#### Provided data
===============

impl Drop for WakeTimer {
    fn drop(&mut self) {
        drop(self.tx.take());
        if let Some(h) = self.thread.take() {
            if h.thread().id() == std::thread::current().id() {
                return;
            }
            if h.join().is_err() {
                error!("wakeup timer thread panicked");
            }
        }
    }
}

#[derive(Debug, Default)]
struct Machine {
    state: WakeState,
    last_input: Option<WakeInput>,
    keep_wake: bool,
    /// VAD was on at open and is only switched on while awake.
    origin_vad_enable: bool,
    /// Wake or VAD feature present; the machine only runs when set.
    active: bool,
}

#[derive(Default)]
struct Vcmd {
    detecting: bool,
    recognizer: Option<Box<dyn CommandRecognizer>>,
}

struct Core {
    manager: Arc<AfeManager>,
    wakeup_time: Duration,
    wakeup_end: Duration,
    vcmd_enabled: bool,
    machine: Mutex<Machine>,
    timer: Mutex<Option<WakeTimer>>,
    vcmd: Mutex<Vcmd>,
    event: Mutex<Option<AfeEventFn>>,
}

impl Core {
    fn emit(&self, events: Vec<AfeEvent>) {
        if events.is_empty() {
            return;
        }
        let cb = self.event.lock().clone();
        for ev in &events {
            debug!(event = ?ev, "AFE event");
            if let Some(cb) = &cb {
                cb(ev);
            }
        }
    }

    fn set_vad(&self, on: bool) {
        if let Err(e) = self.manager.enable_features(AfeFeature::Vad, on) {
            warn!(on, "VAD toggle failed: {e}");
        }
    }

    fn stop_timer(&self) {
        if let Some(t) = self.timer.lock().as_ref() {
            t.send(TimerCmd::Stop);
        }
    }

    /// (Re)start the timer for `state`; a zero duration only stops it.
    fn start_timer(&self, state: WakeState) {
        let after = match state {
            WakeState::Wakeup => self.wakeup_time,
            WakeState::WaitForSleep => self.wakeup_end,
            _ => Duration::ZERO,
        };
        if let Some(t) = self.timer.lock().as_ref() {
            t.send(TimerCmd::Stop);
            if !after.is_zero() {
                t.send(TimerCmd::Start(after));
            }
        }
    }

    /// Prepare the state machine for a run. Returns the wake/VAD activity.
    fn arm(self: &Arc<Self>) -> Result<bool> {
        let features = self.manager.features();
        let active = features.wakeup || features.vad;
        {
            let mut m = self.machine.lock();
            m.state = WakeState::Idle;
            m.last_input = None;
            m.active = active;
            m.origin_vad_enable = false;
        }
        if active {
            let weak: Weak<Core> = Arc::downgrade(self);
            let timer = WakeTimer::spawn(move || {
                if let Some(core) = weak.upgrade() {
                    core.update(WakeInput::TimerExpired, None);
                }
            })?;
            *self.timer.lock() = Some(timer);
            if features.wakeup && features.vad {
                self.manager.enable_features(AfeFeature::Vad, false)?;
                self.machine.lock().origin_vad_enable = true;
            }
        }
        Ok(active)
    }

    fn disarm(&self) {
        self.machine.lock().active = false;
        let timer = self.timer.lock().take();
        drop(timer);
    }

    fn update(&self, input: WakeInput, info: Option<WakeupInfo>) {
        let mut events = Vec::new();
        {
            let mut m = self.machine.lock();
            if !m.active {
                return;
            }
            if input != WakeInput::KeepWakeModified && m.last_input == Some(input) {
                return;
            }
            debug!(state = ?m.state, ?input, "wake state update");
            m.last_input = Some(input);

            if input == WakeInput::WakeWord && m.state != WakeState::Idle {
                self.stop_timer();
                m.state = WakeState::Idle;
                if self.manager.features().wakeup && m.origin_vad_enable {
                    self.set_vad(false);
                }
            }
            let wakeup_on = self.manager.features().wakeup;

            match (m.state, input) {
                (WakeState::Idle, WakeInput::WakeWord) => {
                    m.state = WakeState::Wakeup;
                    if !m.keep_wake {
                        self.start_timer(m.state);
                    }
                    if m.origin_vad_enable {
                        self.set_vad(true);
                    }
                    let info = info.unwrap_or(WakeupInfo {
                        volume_db: 0.0,
                        wake_word_index: 0,
                        model_index: 0,
                    });
                    events.push(AfeEvent::WakeupStart(info));
                }
                (WakeState::Idle, WakeInput::Speech) if !wakeup_on => {
                    m.state = WakeState::Speeching;
                    events.push(AfeEvent::VadStart);
                }
                (WakeState::Wakeup, WakeInput::Speech) => {
                    self.stop_timer();
                    m.state = WakeState::Speeching;
                    events.push(AfeEvent::VadStart);
                }
                (WakeState::Wakeup, WakeInput::KeepWakeModified) => {
                    if m.keep_wake {
                        self.stop_timer();
                    } else {
                        self.start_timer(m.state);
                    }
                }
                (WakeState::Wakeup, WakeInput::TimerExpired) => {
                    m.state = WakeState::Idle;
                    self.stop_timer();
                    events.push(AfeEvent::WakeupEnd);
                }
                (WakeState::Speeching, WakeInput::Noise) => {
                    m.state = if !wakeup_on {
                        WakeState::Idle
                    } else if m.keep_wake {
                        WakeState::Wakeup
                    } else {
                        self.start_timer(WakeState::WaitForSleep);
                        WakeState::WaitForSleep
                    };
                    events.push(AfeEvent::VadEnd);
                }
                (WakeState::WaitForSleep, WakeInput::Speech) => {
                    m.state = WakeState::Speeching;
                    events.push(AfeEvent::VadStart);
                }
                (WakeState::WaitForSleep, WakeInput::TimerExpired) => {
                    m.state = WakeState::Idle;
                    if m.origin_vad_enable {
                        self.set_vad(false);
                    }
                    events.push(AfeEvent::WakeupEnd);
                }
                (WakeState::WaitForSleep, WakeInput::KeepWakeModified) => {
                    if m.keep_wake {
                        self.stop_timer();
                        m.state = WakeState::Wakeup;
                    } else {
                        self.start_timer(m.state);
                    }
                }
                _ => {}
            }
        }
        self.emit(events);
    }

    fn monitor_vcmd(&self, data: &[i16]) {
        let event = {
            let mut v = self.vcmd.lock();
            if !v.detecting {
                return;
            }
            let Some(rec) = v.recognizer.as_mut() else {
                return;
            };
            match rec.detect(data) {
                CommandState::Detecting => None,
                CommandState::Detected(cmd) => {
                    info!(phrase_id = cmd.phrase_id, prob = cmd.prob, text = cmd.text.as_str(), "voice command");
                    Some(AfeEvent::VcmdDetected(cmd))
                }
                CommandState::Timeout => {
                    v.detecting = false;
                    Some(AfeEvent::VcmdTimeout)
                }
            }
        };
        self.emit(event.into_iter().collect());
    }

    /// Fetch-thread hook: run the monitors, then queue the audio, dropping
    /// the oldest bytes when the out ring is full.
    fn on_result(&self, result: &FetchResult, out: &RingBuffer) {
        if result.data.is_empty() {
            return;
        }
        let features = self.manager.features();
        if features.wakeup || features.vad {
            let input = WakeInput::from_result(result);
            let info = (input == WakeInput::WakeWord).then(|| WakeupInfo {
                volume_db: result.volume_db,
                wake_word_index: result.wake_word_index,
                model_index: result.model_index,
            });
            self.update(input, info);
        }
        if self.vcmd_enabled {
            self.monitor_vcmd(&result.data);
        }

        let mut bytes = Vec::with_capacity(result.data.len() * 2);
        i16_to_bytes(&result.data, &mut bytes);
        push_dropping_oldest(out, &bytes);
    }

    fn vcmd_begin(&self) -> Result<()> {
        if !self.vcmd_enabled {
            return Err(SpeakerError::InvalidState("voice commands disabled".into()));
        }
        self.vcmd.lock().detecting = true;
        Ok(())
    }

    fn vcmd_cancel(&self) -> Result<()> {
        if !self.vcmd_enabled {
            return Err(SpeakerError::InvalidState("voice commands disabled".into()));
        }
        let mut v = self.vcmd.lock();
        v.detecting = false;
        if let Some(rec) = v.recognizer.as_mut() {
            rec.clean();
        }
        Ok(())
    }

    fn keep_awake(&self, enable: bool) -> Result<()> {
        {
            let mut m = self.machine.lock();
            if !m.active {
                return Err(SpeakerError::InvalidState(
                    "wake tracking is not running".into(),
                ));
            }
            m.keep_wake = enable;
        }
        self.update(WakeInput::KeepWakeModified, None);
        Ok(())
    }
}

fn push_dropping_oldest(ring: &RingBuffer, bytes: &[u8]) {
    let free = ring.free_size();
    if free < bytes.len() {
        let mut scratch = vec![0u8; bytes.len() - free];
        if let Err(e) = ring.read(&mut scratch, Wait::Immediate) {
            warn!("ring drop failed: {e}");
            return;
        }
    }
    if let Err(e) = ring.write(bytes, Wait::Forever) {
        debug!("ring write failed: {e}");
    }
}

/// Cloneable handle for controlling a running `ai_afe` from outside the task.
#[derive(Clone)]
pub struct AfeControl {
    core: Arc<Core>,
}

impl AfeControl {
    /// Hold the wake session open (no wakeup/idle timeout) until released.
    ///
    /// # Errors
    /// `InvalidState` when neither wake word nor VAD is enabled, or the
    /// element is not open.
    pub fn keep_awake(&self, enable: bool) -> Result<()> {
        self.core.keep_awake(enable)
    }

    /// Open a command window.
    ///
    /// # Errors
    /// `InvalidState` unless `vcmd_detect_en` was set.
    pub fn vcmd_detection_begin(&self) -> Result<()> {
        self.core.vcmd_begin()
    }

    pub fn vcmd_detection_cancel(&self) -> Result<()> {
        self.core.vcmd_cancel()
    }

    pub fn set_event(&self, cb: Option<AfeEventFn>) {
        *self.core.event.lock() = cb;
    }

    pub fn wake_state(&self) -> WakeState {
        self.core.machine.lock().state
    }
}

===============

#### What to produce
Show, from the material above, each line that includes the string "false".

#### Answer to this exercise
            m.origin_vad_enable = false;
                self.manager.enable_features(AfeFeature::Vad, false)?;
        self.machine.lock().active = false;
                    self.set_vad(false);
                        self.set_vad(false);
                    v.detecting = false;
        v.detecting = false;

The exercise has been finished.